Rewards can range from $500 to $100,000 or more depending on the type of bug and the amount of time spent. There are a number of programs, including the Vulnerability Research Grants Program and Patch Rewards Program. The former paid out a total of $125,000 to 50 researchers around the world in 2017, while the latter paid a total of $50,000 to improve security in open-source software.
The largest award of the year was $112,500, a nice chunk of change, for tracking down a Pixel phone exploit as part of the Android Security Rewards Program. This is serious money, and bug bounty hunters serve a key role in the software security ecosystem, helping to ferret out some of the worst vulnerabilities before hackers can exploit them.
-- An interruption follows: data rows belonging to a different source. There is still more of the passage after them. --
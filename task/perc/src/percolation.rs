use std::fmt::Display;

use crate::{tracker::BottomTracker, union_find::UnionFind, Error, Result};

////////////////////////////////////////////////////////////////////////////////

/// Number of forest ids (sites plus the two virtual ones) for a grid of
/// `size`, or `None` if the forest could not be addressed.
pub(crate) fn forest_len(size: usize) -> Option<usize> {
    let len = size.checked_mul(size)?.checked_add(2)?;
    let bytes = len.checked_mul(std::mem::size_of::<usize>())?;
    (bytes <= isize::MAX as usize).then_some(len)
}

////////////////////////////////////////////////////////////////////////////////

/// An `n`-by-`n` grid of sites, all blocked at first, that can be opened one
/// by one. Rows and columns are numbered from 1.
///
/// Two extra ids live in the forest after the `n * n` sites: a virtual top,
/// joined to the whole first row up front, and a virtual bottom, which is
/// joined to a component only once that component is known to reach both the
/// top and the bottom row. Joining the bottom row eagerly would let a full
/// site leak fullness to unrelated bottom-row sites through the virtual
/// bottom.
#[derive(Debug, Clone)]
pub struct Percolation {
    size: usize,
    open: Vec<bool>,
    open_count: usize,
    forest: UnionFind,
    bottom: BottomTracker,
}

impl Percolation {
    /// Creates an `n`-by-`n` grid with every site blocked.
    ///
    /// # Errors
    ///
    /// [`Error::InvalidArgument`] if `size` is zero or too large to index.
    pub fn new(size: usize) -> Result<Self> {
        if size == 0 {
            return Err(Error::InvalidArgument("grid size must be positive"));
        }
        let len = forest_len(size).ok_or(Error::InvalidArgument("grid size too large"))?;

        let sites = len - 2;
        let mut forest = UnionFind::new(len);
        for id in 0..size {
            forest.union(sites, id);
        }

        Ok(Self {
            size,
            open: vec![false; sites],
            open_count: 0,
            forest,
            bottom: BottomTracker::new(len),
        })
    }

    pub fn size(&self) -> usize {
        self.size
    }

    fn virtual_top(&self) -> usize {
        self.size * self.size
    }

    fn virtual_bottom(&self) -> usize {
        self.size * self.size + 1
    }

    fn index(&self, row: usize, col: usize) -> Result<usize> {
        if row == 0 || col == 0 || row > self.size || col > self.size {
            return Err(Error::OutOfRange {
                row,
                col,
                size: self.size,
            });
        }
        Ok((row - 1) * self.size + (col - 1))
    }

    /// Opens the site at (`row`, `col`). Opening an open site does nothing.
    pub fn open(&mut self, row: usize, col: usize) -> Result<()> {
        let id = self.index(row, col)?;
        if self.open[id] {
            return Ok(());
        }
        self.open[id] = true;
        self.open_count += 1;

        let virtual_bottom = self.virtual_bottom();
        if self.size == 1 {
            self.bottom.union(&mut self.forest, id, virtual_bottom);
            log::trace!("1x1 grid percolates");
            return Ok(());
        }

        if row == self.size {
            self.bottom.mark(&mut self.forest, id, col);
        }

        let neighbours = [
            (row - 1, col),
            (row + 1, col),
            (row, col - 1),
            (row, col + 1),
        ];
        for (r, c) in neighbours {
            if let Ok(other) = self.index(r, c) {
                if self.open[other] {
                    self.bottom.union(&mut self.forest, id, other);
                }
            }
        }

        let root = self.forest.find_mut(id);
        if let Some(bottom_col) = self.bottom.get(root) {
            let bottom_site = self.index(self.size, bottom_col)?;
            if self.forest.connected(bottom_site, self.virtual_top()) {
                let was_percolating = self.percolates();
                self.bottom.union(&mut self.forest, root, virtual_bottom);
                if !was_percolating {
                    log::trace!(
                        "grid percolates after {} open sites, last opened ({row}, {col})",
                        self.open_count
                    );
                }
            }
        }

        Ok(())
    }

    pub fn is_open(&self, row: usize, col: usize) -> Result<bool> {
        let id = self.index(row, col)?;
        Ok(self.open[id])
    }

    /// Whether the site is open and connected to the top row through open
    /// sites.
    pub fn is_full(&self, row: usize, col: usize) -> Result<bool> {
        let id = self.index(row, col)?;
        Ok(self.open[id] && self.forest.connected(id, self.virtual_top()))
    }

    pub fn number_of_open_sites(&self) -> usize {
        self.open_count
    }

    pub fn percolates(&self) -> bool {
        self.forest.connected(self.virtual_top(), self.virtual_bottom())
    }
}

impl Display for Percolation {
    fn fmt(&self, f: &mut std::fmt::Formatter<'_>) -> std::fmt::Result {
        for row in 0..self.size {
            for col in 0..self.size {
                let id = row * self.size + col;
                let symbol = if !self.open[id] {
                    '#'
                } else if self.forest.connected(id, self.virtual_top()) {
                    '*'
                } else {
                    '.'
                };
                write!(f, "{symbol}")?;
            }
            writeln!(f)?;
        }
        Ok(())
    }
}

////////////////////////////////////////////////////////////////////////////////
For that reason, the company continues to expand its bug bounty programs, and when needed jacks up the reward to try to get more people involved. For instance, Google raised from $30,000 to $150,000 the top reward for finding a remote kernel exploit last year. That should motivate more researchers out there to keep looking.
The bug bounty program has programs across the various Google products, Chrome and Android, and they even introduced a program in October to track security issues in some of the most popular apps in the Google Play store.
Google is far from alone in holding bug bounty programs, with some of the biggest companies in the world holding their own, including GM, Airbnb, Mastercard and even the Pentagon. Some startups have developed platforms to build and administer bug bounty programs. These include Bugcrowd and HackerOne, a company that launched in 2012 and has raised almost $75 million, including $40 million last year. These companies help customers build platforms to offer rewards for finding bugs in a manner similar to Google.
Finding bugs is not only rewarding for the researchers in a monetary way, although that’s probably a big part of the motivation — it also raises the profile of bug bounty hunters in the research community when they find a big bug.
Every software platform has problems. Programs like the one Google offers is a proactive way to track vulnerabilities before they become a public issue. The Google program has paid $12 million since it began in 2010.